Collected data entries
--------------------
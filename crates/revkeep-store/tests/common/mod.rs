use std::path::Path;
use std::sync::Arc;

use revkeep_core::model::{FieldDef, FieldKind};
use revkeep_core::{Catalog, RegisterOptions, Registry, RevisionManager, TypeSchema};
use revkeep_store::SqliteStore;

/// Pages with notes and tags, an actor type and one composite entity
#[allow(dead_code)]
pub fn catalog() -> Catalog {
    Catalog::new()
        .with(
            TypeSchema::new("User")
                .actor()
                .repr_field("username")
                .field("username", FieldKind::Text),
        )
        .with(
            TypeSchema::new("Tag")
                .repr_field("name")
                .field("name", FieldKind::Text),
        )
        .with(
            TypeSchema::new("Page")
                .repr_field("name")
                .field("name", FieldKind::Text)
                .reference_set("tags", "Tag"),
        )
        .with(
            TypeSchema::new("Note")
                .field("text", FieldKind::Text)
                .field_def(
                    FieldDef::new(
                        "page",
                        FieldKind::Reference {
                            target: "Page".into(),
                        },
                    )
                    .related_name("notes"),
                ),
        )
        .with(
            TypeSchema::new("Place")
                .repr_field("address")
                .field("address", FieldKind::Text),
        )
        .with(
            TypeSchema::new("Restaurant")
                .inherits("Place", "place_ptr")
                .field("cuisine", FieldKind::Text),
        )
}

#[allow(dead_code)]
pub fn registry() -> Registry {
    let mut registry = Registry::new(Arc::new(catalog()));
    registry.register("Tag", RegisterOptions::new()).unwrap();
    registry
        .register("Page", RegisterOptions::new().follow(["notes"]))
        .unwrap();
    registry
        .register("Note", RegisterOptions::new().follow(["page"]))
        .unwrap();
    registry.register("Place", RegisterOptions::new()).unwrap();
    registry.register("Restaurant", RegisterOptions::new()).unwrap();
    registry
}

/// Manager plus an in-memory SQLite store
#[allow(dead_code)]
pub fn setup() -> (RevisionManager, SqliteStore) {
    let registry = registry();
    let store = SqliteStore::open_in_memory(registry.catalog_arc()).unwrap();
    (RevisionManager::new(Arc::new(registry)), store)
}

/// Manager plus a store backed by a database file
#[allow(dead_code)]
pub fn setup_file(path: &Path) -> (RevisionManager, SqliteStore) {
    let registry = registry();
    let store = SqliteStore::open(path, registry.catalog_arc()).unwrap();
    (RevisionManager::new(Arc::new(registry)), store)
}
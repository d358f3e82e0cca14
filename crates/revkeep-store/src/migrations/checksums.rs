//! Checksum validation for migrations
//!
//! A migration's SHA256 is recorded when it is applied and compared on every
//! later run.

use sha2::{Digest, Sha256};

/// Hex SHA256 of migration SQL
pub fn compute_checksum(sql: &str) -> String {
    hex::encode(Sha256::digest(sql.as_bytes()))
}

/// Whether `sql` still hashes to the checksum recorded for it
pub fn checksum_matches(sql: &str, recorded: &str) -> bool {
    compute_checksum(sql) == recorded
}
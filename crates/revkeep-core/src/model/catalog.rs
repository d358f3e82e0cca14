//! Record catalog: the model metadata the engine reads
//!
//! A [`Catalog`] describes every record type the application stores: its
//! fields, its composite-entity parents (multi-table inheritance, one
//! fragment per type sharing the key), whether it is a shadow of another
//! type (same storage, different behaviour) and which type represents
//! actors.

use std::collections::{BTreeMap, BTreeSet};

use revkeep_core_types::TypeName;
use serde::{Deserialize, Serialize};

use super::record::Record;
use crate::errors::{Result, RevkeepError};

/// Storage kind of a field
#[derive(Debug, Clone, PartialEq, Eq, Serialize, Deserialize)]
#[serde(tag = "kind", rename_all = "snake_case")]
pub enum FieldKind {
    Bool,
    Integer,
    Float,
    Text,
    #[serde(rename = "datetime")]
    DateTime,
    File,
    /// Single reference to a record of `target`
    Reference { target: TypeName },
    /// Set of references to records of `target`
    ReferenceSet { target: TypeName },
}

impl FieldKind {
    /// Target type of a relational field
    pub fn target(&self) -> Option<&TypeName> {
        match self {
            FieldKind::Reference { target } | FieldKind::ReferenceSet { target } => Some(target),
            _ => None,
        }
    }

    pub fn is_relational(&self) -> bool {
        self.target().is_some()
    }
}

#[derive(Debug, Clone, PartialEq, Eq, Serialize, Deserialize)]
pub struct FieldDef {
    pub name: String,
    #[serde(flatten)]
    pub kind: FieldKind,
    /// Identity-key fields (such as composite parent links) never show in diffs
    #[serde(default)]
    pub primary_key: bool,
    /// Name of the reverse accessor on the target type
    #[serde(default)]
    pub related_name: Option<String>,
}
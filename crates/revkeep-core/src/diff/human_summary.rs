//! Plain-text renderer for history diffs.

use std::collections::HashMap;

use revkeep_core_types::ObjectKey;

use crate::diff::model::HistoryDiff;
use crate::errors::Result;
use crate::model::Catalog;
use crate::store::RecordStore;

const SEPARATOR_WIDTH: usize = 80;

/// Render a [`HistoryDiff`] newest revision first
///
/// ```text
/// --------------------------------------------------------------------------------
/// 1|2024-05-01 12:00:00|ada
///     Change <Page: Home>
///         title: 'Home' was: 'Start'
/// ```
///
/// Revisions without changes are skipped; the leading number counts the
/// rendered revisions. Revisions without an actor show `anonymous`; an actor
/// that no longer exists shows its key.
///
/// # Errors
///
/// Returns store errors from actor lookups.
pub fn render_history<S: RecordStore>(
    diff: &HistoryDiff,
    catalog: &Catalog,
    store: &S,
) -> Result<String> {
    let mut lines = Vec::new();
    let mut actors: HashMap<ObjectKey, String> = HashMap::new();
    let mut rendered = 0usize;

    for entry in diff.revisions.values().rev() {
        if entry.changes.is_empty() {
            continue;
        }
        rendered += 1;
        lines.push("-".repeat(SEPARATOR_WIDTH));

        let actor = match entry.revision.user {
            None => "anonymous".to_string(),
            Some(key) => match actors.get(&key) {
                Some(name) => name.clone(),
                None => {
                    let name = actor_name(catalog, store, key)?;
                    actors.insert(key, name.clone());
                    name
                }
            },
        };
        lines.push(format!(
            "{}|{}|{}",
            rendered,
            entry.revision.created_at.format("%Y-%m-%d %H:%M:%S"),
            actor
        ));

        for change in &entry.changes {
            lines.push(format!(
                "    {} {}",
                change.kind.label(),
                change.version.object_repr
            ));
            for field in &change.fields {
                if field.old.is_empty() {
                    lines.push(format!("        {}: '{}'", field.field, field.new));
                } else {
                    lines.push(format!(
                        "        {}: '{}' was: '{}'",
                        field.field, field.new, field.old
                    ));
                }
            }
        }
    }
    Ok(lines.join("\n"))
}

fn actor_name<S: RecordStore>(catalog: &Catalog, store: &S, key: ObjectKey) -> Result<String> {
    let Some(actor_type) = catalog.actor_type() else {
        return Ok(key.to_string());
    };
    Ok(store
        .get(actor_type, key)?
        .map(|record| catalog.display_name(&record))
        .unwrap_or_else(|| key.to_string()))
}
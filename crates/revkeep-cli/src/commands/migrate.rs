//! Migrate command
//!
//! Usage: revkeep migrate [--db <PATH>]

use revkeep_store::db;
use revkeep_store::migrations::{applied_migrations, apply_migrations};

use super::{ensure_parent_dir, Context};

/// Execute migrate command
pub fn execute(ctx: &Context) -> Result<(), Box<dyn std::error::Error>> {
    ensure_parent_dir(&ctx.db)?;
    let mut conn = db::open(&ctx.db)?;
    db::configure(&conn)?;
    apply_migrations(&mut conn)?;

    for id in applied_migrations(&conn)? {
        println!("✓ {}", id);
    }
    Ok(())
}
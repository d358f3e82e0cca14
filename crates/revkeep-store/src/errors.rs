//! Error helpers for revkeep-store
//!
//! The store speaks the core error type; these helpers build the
//! persistence-flavoured variants. Ops starting with `migration` surface as
//! `ERR_MIGRATION` once converted to the canonical `ExError`.

use revkeep_core::errors::RevkeepError;

/// Result type alias using the core error
pub type Result<T> = std::result::Result<T, RevkeepError>;

/// Create a migration error
pub fn migration_error(migration_id: &str, reason: &str) -> RevkeepError {
    RevkeepError::Persistence {
        op: "migration".to_string(),
        message: format!("Migration {} failed: {}", migration_id, reason),
    }
}

/// Create a checksum mismatch error
pub fn checksum_mismatch(migration_id: &str, expected: &str, actual: &str) -> RevkeepError {
    RevkeepError::Persistence {
        op: "migration_checksum".to_string(),
        message: format!(
            "Checksum mismatch for migration {}: expected {}, got {}",
            migration_id, expected, actual
        ),
    }
}

/// Create a database error from rusqlite::Error
pub fn from_rusqlite(err: rusqlite::Error) -> RevkeepError {
    RevkeepError::Persistence {
        op: "sqlite".to_string(),
        message: err.to_string(),
    }
}

/// Create an error for a stored value that cannot be read back
pub fn corrupt_row(table: &str, reason: impl std::fmt::Display) -> RevkeepError {
    RevkeepError::Serialization {
        message: format!("Corrupt row in {}: {}", table, reason),
    }
}
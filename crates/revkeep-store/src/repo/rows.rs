//! Row hydration - converts history rows back into core types

use chrono::{DateTime, SecondsFormat, Utc};
use revkeep_core::model::{Action, Revision, Version};
use revkeep_core_types::{ObjectKey, RevisionId, TypeName, VersionId};
use rusqlite::{Connection, Params, Row};

use crate::errors::{corrupt_row, from_rusqlite, Result};

pub(crate) const VERSION_COLUMNS: &str =
    "id, revision_id, object_key, type_name, format, serialized_data, object_repr, action";

pub(crate) const REVISION_COLUMNS: &str = "id, created_at, user_key, comment";

/// Revision timestamps are stored as RFC 3339 text with microseconds
pub(crate) fn format_timestamp(at: &DateTime<Utc>) -> String {
    at.to_rfc3339_opts(SecondsFormat::Micros, true)
}

pub(crate) fn parse_timestamp(text: &str) -> Result<DateTime<Utc>> {
    DateTime::parse_from_rfc3339(text)
        .map(|at| at.with_timezone(&Utc))
        .map_err(|e| corrupt_row("revisions", e))
}

struct VersionRow {
    id: i64,
    revision_id: i64,
    object_key: i64,
    type_name: String,
    format: String,
    serialized_data: String,
    object_repr: String,
    action: i64,
}

impl VersionRow {
    fn from_row(row: &Row<'_>) -> rusqlite::Result<Self> {
        Ok(Self {
            id: row.get(0)?,
            revision_id: row.get(1)?,
            object_key: row.get(2)?,
            type_name: row.get(3)?,
            format: row.get(4)?,
            serialized_data: row.get(5)?,
            object_repr: row.get(6)?,
            action: row.get(7)?,
        })
    }

    fn into_version(self) -> Result<Version> {
        let action = Action::from_flag(self.action)
            .ok_or_else(|| corrupt_row("versions", format!("unknown action {}", self.action)))?;
        Ok(Version {
            id: VersionId::new(self.id),
            revision_id: RevisionId::new(self.revision_id),
            object_key: ObjectKey::new(self.object_key),
            type_name: TypeName::new(self.type_name),
            format: self.format,
            serialized_data: self.serialized_data,
            object_repr: self.object_repr,
            action,
        })
    }
}

/// Run a query selecting [`VERSION_COLUMNS`]
pub(crate) fn query_versions<P: Params>(conn: &Connection, sql: &str, params: P) -> Result<Vec<Version>> {
    let mut stmt = conn.prepare(sql).map_err(from_rusqlite)?;
    let rows = stmt
        .query_map(params, VersionRow::from_row)
        .map_err(from_rusqlite)?
        .collect::<std::result::Result<Vec<_>, _>>()
        .map_err(from_rusqlite)?;
    rows.into_iter().map(VersionRow::into_version).collect()
}

/// Run a query selecting [`REVISION_COLUMNS`]
pub(crate) fn query_revisions<P: Params>(
    conn: &Connection,
    sql: &str,
    params: P,
) -> Result<Vec<Revision>> {
    let mut stmt = conn.prepare(sql).map_err(from_rusqlite)?;
    let rows = stmt
        .query_map(params, |row| {
            Ok((
                row.get::<_, i64>(0)?,
                row.get::<_, String>(1)?,
                row.get::<_, Option<i64>>(2)?,
                row.get::<_, String>(3)?,
            ))
        })
        .map_err(from_rusqlite)?
        .collect::<std::result::Result<Vec<_>, _>>()
        .map_err(from_rusqlite)?;

    rows.into_iter()
        .map(|(id, created_at, user_key, comment)| {
            Ok(Revision {
                id: RevisionId::new(id),
                created_at: parse_timestamp(&created_at)?,
                user: user_key.map(ObjectKey::new),
                comment,
            })
        })
        .collect()
}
--------------------
◆ What is required ◆
A single number is the whole answer: the count of lines above that hold "TypeName".

◆ Result of the task ◆
6